The broad term ‘heritage’ refers to the study of human activity not only through the recovery of remains, as is the case with archaeology, but also through tradition, art and cultural evidences, and narratives. According to UNESCO (2003) ‘digital heritage’ consists of unique resources of human knowledge and expression. “It embraces cultural, educational, scientific and administrative resources as well as technical, legal, medical and other kinds of information created digitally or converted into digital form existing analogue resources”. So far ‘born digital’ has been similarly identified as; there is no other format but the digital object. On the other hand ‘virtual heritage’ (VH) is a term; widely use to describe works that deals with virtual-reality (VR) and cultural-heritage (Roussou, 2002). In general, virtual heritage and cultural heritage have independent meanings: cultural heritage refers to “properties and sites with archaeological, aesthetic and historical value” and ‘virtual heritage’ refers to instances of these properties and sites within a technological domain.
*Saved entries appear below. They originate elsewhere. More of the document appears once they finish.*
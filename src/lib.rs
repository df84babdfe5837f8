//! # Race to the Crystal
//!
//! Deterministic rules engine for Race to the Crystal, a 2-4 player
//! turn-based board game on a 24x24 grid.
//!
//! ## Architecture
//!
//! ```text
//! ┌─────────────────────────────────────────────────────────────┐
//! │                   RACE TO THE CRYSTAL                        │
//! ├─────────────────────────────────────────────────────────────┤
//! │  core/             - Deterministic primitives                │
//! │  ├── grid.rs       - Board coordinates and distances         │
//! │  ├── rng.rs        - Deterministic Xorshift128+ PRNG         │
//! │  └── hash.rs       - State hashing for sync verification     │
//! │                                                              │
//! │  game/             - Game rules (deterministic)              │
//! │  ├── board.rs      - Grid, cells, deployment zones           │
//! │  ├── token.rs      - Health tiers and token state            │
//! │  ├── movement.rs   - Reachability and pathfinding            │
//! │  ├── combat.rs     - Attack resolution                       │
//! │  ├── generator.rs  - Generator capture                       │
//! │  ├── crystal.rs    - Crystal capture (win condition)         │
//! │  ├── mystery.rs    - Mystery square effects                  │
//! │  ├── state.rs      - Game orchestrator                       │
//! │  ├── actions.rs    - Validate / execute player actions       │
//! │  └── observation.rs- Text views for AI players               │
//! │                                                              │
//! │  network/          - Hosting (non-deterministic)             │
//! │  ├── protocol.rs   - Message types, snapshots, framing       │
//! │  └── session.rs    - Game session management                 │
//! └─────────────────────────────────────────────────────────────┘
//! ```
//!
//! ## Determinism Guarantee
//!
//! The `core/` and `game/` modules are deterministic:
//! - No HashMap (uses BTreeMap for sorted iteration)
//! - No system time dependencies
//! - All randomness from the seeded Xorshift128+ held in the game state
//!
//! Given the same seed and the same actions, two games reach identical
//! state hashes.

#![warn(missing_docs)]
#![warn(clippy::all)]
#![deny(unsafe_code)]

pub mod core;
pub mod game;
pub mod network;

// Re-export commonly used types
pub use core::grid::GridPos;
pub use core::rng::DeterministicRng;
pub use game::actions::{execute_action, validate_action, Action, ActionResult};
pub use game::state::{GamePhase, GameState, TurnPhase};
pub use game::player::{PlayerColor, PlayerId};
pub use game::token::{HealthTier, TokenId};

/// Crate version
pub const VERSION: &str = env!("CARGO_PKG_VERSION");

/// Standard board width (cells)
pub const BOARD_WIDTH: i32 = 24;

/// Standard board height (cells)
pub const BOARD_HEIGHT: i32 = 24;

/// Players needed to start a game
pub const MIN_PLAYERS: usize = 2;

/// Seats per game (one per corner)
pub const MAX_PLAYERS: usize = 4;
To virtualize heritage means to actualize the heritage content digitally and to simulate it using computer graphics technology. According to Roussou (2002), the functions of ‘virtual heritage’ are to facilitate the synthesis, conservation, reproduction, representation, digital reprocessing, and display of cultural evidence with the use of advances in VR imaging technology. Some scholars also described ‘virtual heritage’ as a vehicle for preservation, access and economic development at the service of archaeological remains valued for their artistic qualities. The representation of landscapes, objects, or sites of the past and the overall process of visualization of archaeological data with the use of VR technology form a sub-domain known as ‘Virtual Archaeology’ (Barceló 2000). Some extended form of VR technology mixed with real-world known as ‘Mixed Reality’ and ‘Augmented Reality’ have also been applied in experiencing archaeology and heritage. These applications are frequently identified with the reconstruction of ancient sites in the form of reproducing accurate 3D models (Valtolina et al., 2005 , Yang et al., 2006).
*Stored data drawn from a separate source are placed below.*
/// List the legal actions for `player_id`.
pub fn list_available_actions(state: &GameState, player_id: &PlayerId) -> AvailableActions {
    if state.phase != GamePhase::Playing {
        return AvailableActions {
            phase: ObservedPhase::NotPlaying,
            actions: Vec::new(),
        };
    }
    if !state.is_player_turn(player_id) {
        return AvailableActions {
            phase: ObservedPhase::NotYourTurn,
            actions: Vec::new(),
        };
    }

    let phase = ObservedPhase::from(state.turn_phase);
    let Some(player_index) = state.player_index(player_id) else {
        return AvailableActions {
            phase,
            actions: Vec::new(),
        };
    };

    let deployed = state.get_player_tokens(player_id);
    let mut actions = Vec::new();

    match state.turn_phase {
        TurnPhase::Movement => {
            for token in &deployed {
                let destinations = movement::get_valid_moves(token, &state.board, &state.tokens);
                if destinations.is_empty() {
                    continue;
                }
                actions.push(AvailableAction::Move {
                    token_id: token.id,
                    token_position: token.position,
                    token_health: format!("{}/{}", token.health, token.max_health.value()),
                    valid_destinations: destinations.into_iter().collect(),
                    description: format!(
                        "Move token #{} ({}) from {}",
                        token.id, token.max_health, token.position
                    ),
                });
            }

            let free: Vec<GridPos> = state
                .board
                .get_deployable_positions(player_index)
                .into_iter()
                .filter(|pos| !state.board.is_occupied(*pos))
                .collect();
            if !free.is_empty() {
                for (tier, remaining) in reserve_counts_heaviest_first(state, player_id) {
                    if remaining == 0 {
                        continue;
                    }
                    actions.push(AvailableAction::Deploy {
                        health_value: tier.value(),
                        positions: free.clone(),
                        remaining,
                        description: format!("Deploy {} token from reserve ({} remaining)", tier, remaining),
                    });
                }
            }
        }
        TurnPhase::Action => {
            for attacker in &deployed {
                for defender_id in combat::get_attackable_targets(attacker, &state.tokens) {
                    let Some(defender) = state.get_token(defender_id) else {
                        continue;
                    };
                    let damage = attacker.attack_power();
                    let will_kill = combat::would_kill(attacker, defender);
                    let owner = color_name_of(state, &defender.player_id);
                    actions.push(AvailableAction::Attack {
                        attacker_id: attacker.id,
                        attacker_position: attacker.position,
                        defender_id,
                        defender_position: defender.position,
                        description: format!(
                            "Attack token #{} ({}) with token #{} for {} damage{}",
                            defender_id,
                            owner,
                            attacker.id,
                            damage,
                            if will_kill { " (KILL)" } else { "" }
                        ),
                        defender_owner: owner,
                        damage,
                        will_kill,
                    });
                }
            }
        }
        TurnPhase::EndTurn => {}
    }

    actions.push(AvailableAction::EndTurn {
        description: "End your turn".to_string(),
    });

    AvailableActions { phase, actions }
}

// =============================================================================
// TEXT VIEWS
// =============================================================================

/// Full text description of the game from one seat.
pub fn describe_game_state(state: &GameState, viewer: &PlayerId) -> String {
    let mut out = String::new();
    let _ = writeln!(out, "{}", RULE);

    match state.phase {
        GamePhase::Ended => {
            let winner = state
                .winner_id
                .as_ref()
                .and_then(|id| state.get_player(id))
                .map_or("Unknown", |p| p.name.as_str());
            let _ = writeln!(out, "GAME OVER - Winner: {}", winner);
        }
        GamePhase::Setup => {
            let _ = writeln!(out, "GAME SETUP - Waiting for players");
        }
        GamePhase::Playing => {
            let indicator = if state.is_player_turn(viewer) { "YOUR TURN" } else { "WAITING" };
            let (name, color) = state
                .get_current_player()
                .map_or(("Unknown", "Unknown"), |p| (p.name.as_str(), p.color.name()));
            let _ = writeln!(
                out,
                "TURN {} - {} (Current: {} - {})",
                state.turn_number, indicator, name, color
            );
        }
    }
    let _ = writeln!(out, "{}\n", RULE);

    if state.phase == GamePhase::Playing {
        let _ = writeln!(out, "Phase: {:?}", state.turn_phase);
        let hint = match state.turn_phase {
            TurnPhase::Movement => "You can move a token or deploy a new token",
            TurnPhase::Action => "You can attack with a token or end your turn",
            TurnPhase::EndTurn => "You can end your turn",
        };
        let _ = writeln!(out, "  -> {}\n", hint);
    }

    if state.get_player(viewer).is_some() {
        let deployed = state.get_player_tokens(viewer);
        let reserve = state.get_reserve_tokens(viewer);
        let _ = writeln!(
            out,
            "YOUR TOKENS ({} deployed, {} in reserve):",
            deployed.len(),
            reserve.len()
        );
        if deployed.is_empty() {
            let _ = writeln!(out, "  (none deployed)");
        }
        for token in &deployed {
            let _ = writeln!(
                out,
                "  Token #{:2} @ ({:2},{:2}) - {}/{}hp  [Move range: {}]",
                token.id,
                token.position.x,
                token.position.y,
                token.health,
                token.max_health.value(),
                token.movement_range()
            );
        }

        let counts: Vec<String> = reserve_counts_heaviest_first(state, viewer)
            .into_iter()
            .map(|(tier, n)| format!("{}: {}", tier, n))
            .collect();
        let _ = writeln!(out, "\nRESERVE TOKENS:\n  {}\n", counts.join("  |  "));
    }

    let enemies: Vec<_> = state
        .turn_order
        .iter()
        .filter(|id| *id != viewer)
        .filter_map(|id| state.get_player(id))
        .collect();
    if !enemies.is_empty() {
        let _ = writeln!(out, "ENEMY TOKENS:");
        for enemy in enemies {
            let tokens = state.get_player_tokens(&enemy.id);
            let status = if enemy.is_active { "" } else { " [eliminated]" };
            let _ = writeln!(
                out,
                "  {} ({}){}: {} deployed",
                enemy.name,
                enemy.color.name(),
                status,
                tokens.len()
            );
            for token in tokens {
                let _ = writeln!(
                    out,
                    "    Token #{:2} @ ({:2},{:2}) - {}/{}hp",
                    token.id,
                    token.position.x,
                    token.position.y,
                    token.health,
                    token.max_health.value()
                );
            }
        }
        out.push('\n');
    }

    if !state.generators.is_empty() {
        let _ = writeln!(out, "GENERATORS:");
        for (i, gen) in state.generators.iter().enumerate() {
            let _ = writeln!(out, "  G{} @ {}: {}", i + 1, gen.position, generator_status(state, gen));
        }
        out.push('\n');
    }

    if let Some(crystal) = &state.crystal {
        let disabled = state.disabled_generator_count();
        let _ = writeln!(out, "CRYSTAL:");
        let _ = writeln!(out, "  Location: {}", crystal.position);
        let _ = writeln!(out, "  Tokens needed to capture: {}", state.crystal_tokens_required());
        if disabled > 0 {
            let _ = writeln!(
                out,
                "  (Base: {}, reduced by {} disabled generator(s))",
                Crystal::BASE_TOKENS_REQUIRED,
                disabled
            );
        }
        let holders = crystal_holders(state, crystal);
        if !holders.is_empty() {
            let _ = writeln!(out, "  Current holders:");
            for (player_id, count) in &holders {
                if let Some(player) = state.get_player(player_id) {
                    let _ = writeln!(out, "    {} ({}): {} tokens", player.name, player.color.name(), count);
                }
            }
        }
        out.push('\n');
    }

    out.push_str(RULE);
    out
}

/// ASCII map of the board from one seat. Own tokens are upper case.
pub fn board_map(state: &GameState, viewer: &PlayerId) -> String {
    let (width, height) = (state.board.width(), state.board.height());
    let mut grid: Vec<Vec<char>> = (0..height)
        .map(|_| vec![SYMBOL_EMPTY; width.max(0) as usize])
        .collect();

    let mut mark = |pos: GridPos, symbol: char, only_if_empty: bool| {
        if !state.board.is_valid_position(pos) {
            return;
        }
        let cell = &mut grid[pos.y as usize][pos.x as usize];
        if !only_if_empty || *cell == SYMBOL_EMPTY {
            *cell = symbol;
        }
    };

    for (i, gen) in state.generators.iter().enumerate() {
        let digit = char::from_digit(i as u32 + 1, 10).unwrap_or('G');
        mark(gen.position, digit, false);
    }
    if let Some(crystal) = &state.crystal {
        mark(crystal.position, SYMBOL_CRYSTAL, false);
    }
    for pos in state.board.get_mystery_positions() {
        mark(pos, SYMBOL_MYSTERY, true);
    }
    for index in 0..4 {
        mark(state.board.get_starting_position(index), SYMBOL_CORNER, true);
    }

    for token in state.tokens.values().filter(|t| t.is_active()) {
        let Some(owner) = state.get_player(&token.player_id) else {
            continue;
        };
        let symbol = owner.color.symbol();
        let symbol = if &token.player_id == viewer {
            symbol.to_ascii_uppercase()
        } else {
            symbol
        };
        mark(token.position, symbol, false);
    }

    let mut out = String::new();
    let _ = writeln!(out, "BOARD MAP ({}x{}):\n", width, height);

    let header: String = (0..width).step_by(2).map(|x| format!("{:2}  ", x)).collect();
    let _ = writeln!(out, "     {}", header.trim_end());
    let border = format!("   +{}+", "-".repeat(width.max(0) as usize * 2));
    let _ = writeln!(out, "{}", border);
    for (y, row) in grid.iter().enumerate() {
        let cells: Vec<String> = row.iter().map(char::to_string).collect();
        let _ = writeln!(out, "{:2} | {} |", y, cells.join(" "));
    }
    let _ = writeln!(out, "{}\n", border);

    let _ = writeln!(out, "LEGEND:");
    if let Some(player) = state.get_player(viewer) {
        let _ = writeln!(out, "  {} = Your tokens", player.color.symbol().to_ascii_uppercase());
    }
    let _ = writeln!(out, "  c/m/y/g = Enemy tokens (cyan/magenta/yellow/green)");
    let _ = writeln!(out, "  C = Crystal");
    let _ = writeln!(out, "  1,2,3,4 = Generators (G1-G4)");
    let _ = writeln!(out, "  M = Mystery square");
    let _ = writeln!(out, "  * = Deployment corner");
    let _ = write!(out, "  . = Empty cell");
    out
}

/// Current win requirement and everyone's progress toward it.
pub fn explain_victory_conditions(state: &GameState) -> String {
    let disabled = state.disabled_generator_count();
    let required = state.crystal_tokens_required();
    let turns_required = Crystal::TURNS_REQUIRED;

    let mut out = String::new();
    let _ = writeln!(out, "VICTORY CONDITIONS:\n");
    let _ = writeln!(
        out,
        "Win by holding the crystal with {} tokens for {} consecutive turns",
        required, turns_required
    );
    let _ = writeln!(out, "  Base requirement: {} tokens", Crystal::BASE_TOKENS_REQUIRED);
    if disabled > 0 {
        let _ = writeln!(
            out,
            "  Disabled generators: {} (-{} tokens)",
            disabled,
            disabled * Generator::TOKEN_REDUCTION
        );
    }
    out.push('\n');

    if let Some(crystal) = &state.crystal {
        let holders = crystal_holders(state, crystal);
        if holders.is_empty() {
            let _ = writeln!(out, "  No players currently on crystal");
        } else {
            let _ = writeln!(out, "Current crystal progress:");
            for (player_id, count) in &holders {
                let Some(player) = state.get_player(player_id) else {
                    continue;
                };
                let turns_held = if crystal.holding_player_id.as_ref() == Some(player_id) {
                    crystal.turns_held
                } else {
                    0
                };
                let progress = format!(
                    "{}/{} tokens, held for {}/{} turns",
                    count, required, turns_held, turns_required
                );
                let outlook = if *count >= required && turns_held >= turns_required {
                    " WINNING!".to_string()
                } else if *count >= required {
                    format!(" (needs {} more turn(s))", turns_required - turns_held)
                } else {
                    format!(" (needs {} more token(s))", required - count)
                };
                let _ = writeln!(out, "  {} ({}): {}{}", player.name, player.color.name(), progress, outlook);
            }
        }
        out.push('\n');
    }

    let _ = writeln!(out, "Generator bonuses:");
    let _ = write!(
        out,
        "  Disable generators to reduce crystal requirement (each generator = -{} tokens)",
        Generator::TOKEN_REDUCTION
    );
    for (i, gen) in state.generators.iter().enumerate() {
        let _ = write!(out, "\n  Generator {}: {}", i + 1, generator_status(state, gen));
    }
    out
}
Digital tools and techniques now emerging from academic, government and industry labs offer new hope to the often painstakingly complex tasks of archaeological survey, historic research, conversation and education (Addison, 2000). The increasing development of digital technologies, interfaces, interaction techniques and devices has greatly improved the efficacy and usability of digital heritage, providing more natural and obvious modes of interaction and motivational elements. This has helped institutions of informal education, such as museums, media research and cultural centres to embrace advanced digital technologies and support their transaction from the research laboratory to the public realm. According to Addison (2000) there are three major domains in digital heritage (or virtual heritage):
• Documentation: everything from site survey to epigraphy
• Representation: from historic reconstruction to visualization
• Dissemination: from immersive networked worlds to ‘in-situ’ augmented reality.
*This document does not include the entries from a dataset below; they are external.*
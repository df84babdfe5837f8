//! Movement benchmarks: reachability and pathfinding on the standard board.

#![allow(missing_docs)]

use criterion::{black_box, criterion_group, criterion_main, Criterion};

use race_crystal::game::config::RulesConfig;
use race_crystal::game::movement::{find_path, get_valid_moves};
use race_crystal::{GameState, GridPos, PlayerColor, PlayerId};

fn crowded_game() -> GameState {
    let mut state = GameState::new(RulesConfig::default(), 42);
    let players = [
        ("alice", PlayerColor::Cyan),
        ("bob", PlayerColor::Magenta),
        ("carol", PlayerColor::Yellow),
        ("dave", PlayerColor::Green),
    ];
    for (name, color) in players {
        state
            .add_player(PlayerId::from(name), name, color)
            .expect("add player");
    }
    state.start_game().expect("start game");

    for (index, (name, _)) in players.iter().enumerate() {
        let id = PlayerId::from(*name);
        let zone = state.board.get_deployable_positions(index);
        for (pos, health) in zone.into_iter().zip([10u8, 8, 6, 4]) {
            state.deploy_token(&id, health, pos);
        }
    }
    state
}

fn bench_valid_moves(c: &mut Criterion) {
    let state = crowded_game();
    let alice = PlayerId::from("alice");
    let tokens = state.get_player_tokens(&alice);
    let slow = tokens
        .iter()
        .find(|t| t.movement_range() == 1)
        .map(|t| (*t).clone())
        .expect("slow token");
    let fast = tokens
        .iter()
        .find(|t| t.movement_range() == 2)
        .map(|t| (*t).clone())
        .expect("fast token");

    c.bench_function("valid_moves_range_1", |b| {
        b.iter(|| get_valid_moves(black_box(&slow), &state.board, &state.tokens))
    });
    c.bench_function("valid_moves_range_2", |b| {
        b.iter(|| get_valid_moves(black_box(&fast), &state.board, &state.tokens))
    });
}

fn bench_find_path(c: &mut Criterion) {
    let state = crowded_game();
    let crystal = state.board.get_crystal_position();

    c.bench_function("find_path_corner_to_crystal", |b| {
        b.iter(|| find_path(black_box(GridPos::new(0, 0)), black_box(crystal), &state.board, 48))
    });
}

criterion_group!(benches, bench_valid_moves, bench_find_path);
criterion_main!(benches);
Figure 01: Basic domains of virtual heritage
Figure-01 explains the present method of developing and disseminating virtual heritage. The first stage is about finding information, analysis and documenting the authentic data from both cultural and architectural past. Basically heritage professionals like archaeologists, historians, anthropologists, conservationists are involved in this sector. The next stage is for representation. Media professionals, computer scientists, 3d modellers and animators are mostly working in this domain. However at this present time ‘representation’ is conditioned by media and only supports the tangible heritage, which is mostly focused on ‘accuracy’ in visualization or ‘faithful’ reconstruction of the past. The final stage is devoted to distributing these information and knowledge to general public by means of interactive digital media, which can vary from in-situ, internet or independent installation based distribution. This research will focus on third domain of digital heritage.